La nutrición rara vez funciona así.
Una dieta saludable se basa en variedad.
No en consumir cantidades enormes de un solo alimento.
¿QUIÉNES DEBERÍAN TENER ESPECIAL PRECAUCIÓN?
Hay algunos grupos en los que la conversación con un profesional resulta especialmente importante:
Mujeres embarazadas: las recomendaciones del NHS indican evitar hígado y productos que lo contengan por su elevado contenido de vitamina A.
Personas con hemocromatosis o sobrecarga de hierro: pueden absorber cantidades excesivas de hierro y necesitan controlar cuidadosamente sus fuentes.
Personas con enfermedad de Wilson: tienen problemas para eliminar adecuadamente el cobre y presentan un riesgo especial de acumulación.
Quienes toman suplementos con vitamina A: deberían considerar la cantidad total procedente de alimentos y suplementos para evitar una exposición innecesariamente alta.
Personas mayores con elevado riesgo de osteoporosis: algunas autoridades recomiendan evitar exposiciones altas y prolongadas de vitamina A por la posible relación con mayor riesgo de fracturas.

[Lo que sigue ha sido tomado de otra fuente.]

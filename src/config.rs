use std::env;
use std::path::PathBuf;
use std::time::Duration;

use crate::classify::{ParseMode, ScanMode};
use crate::error::{Error, Result};
use crate::models::CategoryCaps;
use crate::search::DEFAULT_BASE_URL;

#[derive(Debug, Clone)]
pub struct Config {
    pub base_url: String,
    pub keys_path: Option<PathBuf>,
    pub output_dir: PathBuf,
    pub request_timeout_secs: u64,
    pub scan_mode: ScanMode,
    pub parse_mode: ParseMode,
    pub caps: CategoryCaps,
}

impl Config {
    pub fn from_env() -> Result<Self> {
        Self::from_lookup(|name| env::var(name).ok())
    }

    /// Builds a config from any variable source. `from_env` is the process-environment case.
    pub fn from_lookup<F>(lookup: F) -> Result<Self>
    where
        F: Fn(&str) -> Option<String>,
    {
        let base_url = lookup("NOVELCRAWLER_BASE_URL").unwrap_or_else(|| DEFAULT_BASE_URL.to_string());
        if base_url.trim().is_empty() {
            return Err(Error::Config("NOVELCRAWLER_BASE_URL is empty".to_string()));
        }

        let keys_path = lookup("NOVELCRAWLER_KEYS_FILE").map(PathBuf::from);

        let output_dir = lookup("NOVELCRAWLER_OUTPUT_DIR")
            .map(PathBuf::from)
            .unwrap_or_else(|| PathBuf::from("."));

        let request_timeout_secs = match lookup("NOVELCRAWLER_TIMEOUT_SECS") {
            Some(v) => v.parse().map_err(|_| {
                Error::Config(format!("NOVELCRAWLER_TIMEOUT_SECS is not a number: {}", v))
            })?,
            None => 30,
        };
        if request_timeout_secs == 0 {
            return Err(Error::Config(
                "NOVELCRAWLER_TIMEOUT_SECS must be greater than zero".to_string(),
            ));
        }

        let scan_mode = match lookup("NOVELCRAWLER_SCAN_MODE") {
            Some(v) => v.parse()?,
            None => ScanMode::default(),
        };

        let parse_mode = lookup("NOVELCRAWLER_STRICT")
            .map(|v| {
                if v.to_lowercase() == "true" {
                    ParseMode::Strict
                } else {
                    ParseMode::BestEffort
                }
            })
            .unwrap_or_default();

        let defaults = CategoryCaps::default();
        let caps = CategoryCaps {
            content: parse_cap(&lookup, "NOVELCRAWLER_CONTENT_CAP", defaults.content)?,
            directory: parse_cap(&lookup, "NOVELCRAWLER_DIRECTORY_CAP", defaults.directory)?,
            image_novel: parse_cap(&lookup, "NOVELCRAWLER_IMAGE_NOVEL_CAP", defaults.image_novel)?,
        };

        Ok(Self {
            base_url,
            keys_path,
            output_dir,
            request_timeout_secs,
            scan_mode,
            parse_mode,
            caps,
        })
    }

    /// Applies command-line values on top of this config. Absent values keep the current ones.
    pub fn with_overrides(mut self, overrides: ConfigOverrides) -> Result<Self> {
        if let Some(keys_path) = overrides.keys_path {
            self.keys_path = Some(keys_path);
        }
        if let Some(output_dir) = overrides.output_dir {
            self.output_dir = output_dir;
        }
        if let Some(base_url) = overrides.base_url {
            self.base_url = base_url;
        }
        if let Some(secs) = overrides.request_timeout_secs {
            if secs == 0 {
                return Err(Error::Config(
                    "--timeout-secs must be greater than zero".to_string(),
                ));
            }
            self.request_timeout_secs = secs;
        }
        if let Some(mode) = overrides.scan_mode {
            self.scan_mode = mode.parse()?;
        }
        if overrides.strict {
            self.parse_mode = ParseMode::Strict;
        }
        Ok(self)
    }

    pub fn request_timeout(&self) -> Duration {
        Duration::from_secs(self.request_timeout_secs)
    }
}

/// Values given on the command line.
#[derive(Debug, Clone, Default)]
pub struct ConfigOverrides {
    pub keys_path: Option<PathBuf>,
    pub output_dir: Option<PathBuf>,
    pub base_url: Option<String>,
    pub request_timeout_secs: Option<u64>,
    pub scan_mode: Option<String>,
    pub strict: bool,
}

fn parse_cap<F>(lookup: &F, name: &str, default: usize) -> Result<usize>
where
    F: Fn(&str) -> Option<String>,
{
    match lookup(name) {
        Some(v) => v
            .parse()
            .map_err(|_| Error::Config(format!("{} is not a number: {}", name, v))),
        None => Ok(default),
    }
}

#[derive(Debug, Clone)]
pub struct PipelineConfig {
    pub scan_mode: ScanMode,
    pub parse_mode: ParseMode,
    pub caps: CategoryCaps,
    pub show_progress: bool,
}

impl Default for PipelineConfig {
    fn default() -> Self {
        Self {
            scan_mode: ScanMode::default(),
            parse_mode: ParseMode::default(),
            caps: CategoryCaps::default(),
            show_progress: false,
        }
    }
}

impl From<&Config> for PipelineConfig {
    fn from(config: &Config) -> Self {
        Self {
            scan_mode: config.scan_mode,
            parse_mode: config.parse_mode,
            caps: config.caps,
            show_progress: true,
        }
    }
}

#[cfg(test)]
mod tests {
    use super::*;
    use std::collections::HashMap;

    fn lookup_from(vars: &[(&str, &str)]) -> impl Fn(&str) -> Option<String> {
        let map: HashMap<String, String> = vars
            .iter()
            .map(|(k, v)| (k.to_string(), v.to_string()))
            .collect();
        move |name| map.get(name).cloned()
    }

    #[test]
    fn test_defaults() {
        let config = Config::from_lookup(lookup_from(&[])).unwrap();
        assert_eq!(config.base_url, DEFAULT_BASE_URL);
        assert_eq!(config.output_dir, PathBuf::from("."));
        assert_eq!(config.request_timeout_secs, 30);
        assert_eq!(config.scan_mode, ScanMode::EarlyExit);
        assert_eq!(config.parse_mode, ParseMode::BestEffort);
        assert_eq!(config.caps, CategoryCaps::default());
        assert!(config.keys_path.is_none());
    }

    #[test]
    fn test_overrides() {
        let config = Config::from_lookup(lookup_from(&[
            ("NOVELCRAWLER_BASE_URL", "http://localhost:8080/api.php"),
            ("NOVELCRAWLER_KEYS_FILE", "sites.conf"),
            ("NOVELCRAWLER_SCAN_MODE", "full"),
            ("NOVELCRAWLER_STRICT", "TRUE"),
            ("NOVELCRAWLER_CONTENT_CAP", "5"),
        ]))
        .unwrap();

        assert_eq!(config.base_url, "http://localhost:8080/api.php");
        assert_eq!(config.keys_path, Some(PathBuf::from("sites.conf")));
        assert_eq!(config.scan_mode, ScanMode::Full);
        assert_eq!(config.parse_mode, ParseMode::Strict);
        assert_eq!(config.caps.content, 5);
        assert_eq!(config.caps.directory, 1);
    }

    #[test]
    fn test_invalid_values_are_config_errors() {
        let err = Config::from_lookup(lookup_from(&[("NOVELCRAWLER_TIMEOUT_SECS", "soon")]))
            .unwrap_err();
        assert!(matches!(err, Error::Config(_)));

        let err = Config::from_lookup(lookup_from(&[("NOVELCRAWLER_TIMEOUT_SECS", "0")]))
            .unwrap_err();
        assert!(matches!(err, Error::Config(_)));

        let err = Config::from_lookup(lookup_from(&[("NOVELCRAWLER_SCAN_MODE", "sometimes")]))
            .unwrap_err();
        assert!(matches!(err, Error::Config(_)));
    }

    #[test]
    fn test_overrides_take_precedence_over_env() {
        let env = Config::from_lookup(lookup_from(&[
            ("NOVELCRAWLER_BASE_URL", "http://env.local/api.php"),
            ("NOVELCRAWLER_KEYS_FILE", "env.conf"),
            ("NOVELCRAWLER_OUTPUT_DIR", "env-out"),
            ("NOVELCRAWLER_TIMEOUT_SECS", "10"),
        ]))
        .unwrap();

        let config = env
            .with_overrides(ConfigOverrides {
                keys_path: Some(PathBuf::from("cli.conf")),
                request_timeout_secs: Some(5),
                scan_mode: Some("full".to_string()),
                strict: true,
                ..ConfigOverrides::default()
            })
            .unwrap();

        assert_eq!(config.keys_path, Some(PathBuf::from("cli.conf")));
        assert_eq!(config.request_timeout_secs, 5);
        assert_eq!(config.scan_mode, ScanMode::Full);
        assert_eq!(config.parse_mode, ParseMode::Strict);
        // Not given on the command line, so the env values stay.
        assert_eq!(config.base_url, "http://env.local/api.php");
        assert_eq!(config.output_dir, PathBuf::from("env-out"));
    }

    #[test]
    fn test_empty_overrides_keep_config() {
        let env = Config::from_lookup(lookup_from(&[("NOVELCRAWLER_STRICT", "true")])).unwrap();
        let config = env.with_overrides(ConfigOverrides::default()).unwrap();
        assert_eq!(config.parse_mode, ParseMode::Strict);
        assert_eq!(config.scan_mode, ScanMode::EarlyExit);
        assert_eq!(config.request_timeout_secs, 30);
    }

    #[test]
    fn test_invalid_overrides_are_config_errors() {
        let base = Config::from_lookup(lookup_from(&[])).unwrap();

        let err = base
            .clone()
            .with_overrides(ConfigOverrides {
                request_timeout_secs: Some(0),
                ..ConfigOverrides::default()
            })
            .unwrap_err();
        assert!(matches!(err, Error::Config(_)));

        let err = base
            .with_overrides(ConfigOverrides {
                scan_mode: Some("sometimes".to_string()),
                ..ConfigOverrides::default()
            })
            .unwrap_err();
        assert!(matches!(err, Error::Config(_)));
    }
}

LA CLAVE ESTÁ EN LA MODERACIÓN
Quizá lo más sorprendente del hígado es que puede ser simultáneamente uno de los alimentos más nutritivos y uno de los que menos sentido tiene consumir en cantidades enormes.
Una porción pequeña ya proporciona muchísimo.
No necesitas un plato gigantesco.
Ni comerlo todos los días.
Ni añadir suplementos de vitamina A simplemente porque buscas “duplicar” sus beneficios.
Cuanto más concentrado es un alimento en determinado nutriente, más importante resulta comprender qué cantidad estamos consumiendo.
CONCLUSIÓN
El hígado puede ser un alimento extraordinariamente nutritivo.
Aporta hierro de buena biodisponibilidad y concentraciones particularmente elevadas de vitamina A preformada y cobre. Una porción de unos 85 gramos de hígado de res puede aportar aproximadamente 6,582 microgramos RAE de vitamina A y 12.4 miligramos de cobre.
Precisamente por eso no debería tratarse como un alimento que necesariamente mejora cuanto más se consume.
El organismo almacena vitamina A preformada, y una ingesta crónicamente elevada puede provocar toxicidad y alteraciones hepáticas. El exceso mantenido de cobre también puede producir síntomas gastrointestinales y daño en el hígado.
No hace falta tener miedo de una comida ocasional.
Lo importante es evitar convertir grandes cantidades de hígado en una rutina diaria sin considerar el resto de la alimentación y los suplementos utilizados.
Para la población general, algunas autoridades como el NHS recomiendan no consumir hígado o productos derivados más de una vez por semana. Durante el embarazo, la recomendación es evitarlos debido a su elevada concentración de vitamina A.
Así que la próxima vez que alguien diga que el hígado es tan saludable que debería comerse todos los días, recuerda algo importante:
Un alimento puede ser muy nutritivo y aun así necesitar moderación.
En nutrición, no siempre necesitamos más.
Muchas veces necesitamos exactamente lo suficiente.